# Exercise
Would you please return the lines of the entries below starting at the line that has "in the fixed" and ending at the line that has "fn validate_inputs(&self, ctx: &Context) -> ValidationResult;", both included, exactly as they are?

# Data shown
..............................

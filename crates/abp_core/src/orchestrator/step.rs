//! Step processor trait definition.
//!
//! All numbered pipeline steps implement this trait, providing a
//! consistent interface for validation and execution.

use super::errors::StepError;
use super::types::{BatchState, Context, StepResult, ValidationResult};

/// Trait for numbered pipeline steps.
///
/// Each step in the pipeline implements this trait. A step is
/// identified by its number, which is both its position in the fixed
/// sequence and its registration key.
///
/// The run loop only calls `execute`; the validation hooks are for
/// callers and tests:
///
/// 1. `validate_inputs` - Check preconditions (no side effects)
/// 2. `execute` - Perform the step's work
/// 3. `validate_outputs` - Verify the step produced its artifacts
///
/// # Example
///
/// ```ignore
/// struct WorksheetStep;
///
/// impl StepProcessor for WorksheetStep {
///     fn number(&self) -> u32 { 1 }
///     fn name(&self) -> &str { "Worksheet" }
///
///     fn validate_inputs(&self, ctx: &Context) -> ValidationResult {
///         if !ctx.paths.source_dir().is_dir() {
///             return ValidationResult::error("No source directory");
///         }
///         ValidationResult::ok()
///     }
///
///     fn execute(&self, ctx: &Context, state: &mut BatchState)
///         -> Result<StepResult, StepError>
///     {
///         // Scan images, write the worksheet...
///         state.worksheet = Some(WorksheetOutput { .. });
///         Ok(StepResult::ok("Worksheet prepared"))
///     }
///
///     fn validate_outputs(&self, _ctx: &Context, state: &BatchState) -> ValidationResult {
///         if !state.has_worksheet() {
///             return ValidationResult::error("Worksheet not recorded");
///         }
///         ValidationResult::ok()
///     }
/// }
/// ```
pub trait StepProcessor: Send + Sync {
    /// Get the step number (1-based position in the sequence).
    fn number(&self) -> u32;

    /// Get the step name (for logging and error context).
    fn name(&self) -> &str;

    /// Validate inputs before execution.
    ///
    /// Should check that all required preconditions are met (input
    /// files exist, configuration is present) without side effects.
    /// Advisory: the run loop does not consult it.
    fn validate_inputs(&self, ctx: &Context) -> ValidationResult;

    /// Execute the step's main work.
    ///
    /// Performs the step's file-affecting work and records results in
    /// `state`. Returns a `StepResult` carrying success/failure and a
    /// message; `Err(StepError)` is the fault channel and is converted
    /// by the pipeline into a failing `StepResult`.
    fn execute(&self, ctx: &Context, state: &mut BatchState) -> Result<StepResult, StepError>;

    /// Validate outputs after execution.
    ///
    /// Should verify that the step produced its expected artifacts
    /// (files exist, state section populated). Used by tests and
    /// callers to assert step correctness independent of `execute`.
    fn validate_outputs(&self, ctx: &Context, state: &BatchState) -> ValidationResult;

    /// Human-readable description of what this step does.
    fn description(&self) -> &str {
        self.name()
    }
}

..............................

# Response area
/// identified by its number, which is both its position in the fixed
/// sequence and its registration key.
///
/// The run loop only calls `execute`; the validation hooks are for
/// callers and tests:
///
/// 1. `validate_inputs` - Check preconditions (no side effects)
/// 2. `execute` - Perform the step's work
/// 3. `validate_outputs` - Verify the step produced its artifacts
///
/// # Example
///
/// ```ignore
/// struct WorksheetStep;
///
/// impl StepProcessor for WorksheetStep {
///     fn number(&self) -> u32 { 1 }
///     fn name(&self) -> &str { "Worksheet" }
///
///     fn validate_inputs(&self, ctx: &Context) -> ValidationResult {
///         if !ctx.paths.source_dir().is_dir() {
///             return ValidationResult::error("No source directory");
///         }
///         ValidationResult::ok()
///     }
///
///     fn execute(&self, ctx: &Context, state: &mut BatchState)
///         -> Result<StepResult, StepError>
///     {
///         // Scan images, write the worksheet...
///         state.worksheet = Some(WorksheetOutput { .. });
///         Ok(StepResult::ok("Worksheet prepared"))
///     }
///
///     fn validate_outputs(&self, _ctx: &Context, state: &BatchState) -> ValidationResult {
///         if !state.has_worksheet() {
///             return ValidationResult::error("Worksheet not recorded");
///         }
///         ValidationResult::ok()
///     }
/// }
/// ```
pub trait StepProcessor: Send + Sync {
    /// Get the step number (1-based position in the sequence).
    fn number(&self) -> u32;

    /// Get the step name (for logging and error context).
    fn name(&self) -> &str;

    /// Validate inputs before execution.
    ///
    /// Should check that all required preconditions are met (input
    /// files exist, configuration is present) without side effects.
    /// Advisory: the run loop does not consult it.
    fn validate_inputs(&self, ctx: &Context) -> ValidationResult;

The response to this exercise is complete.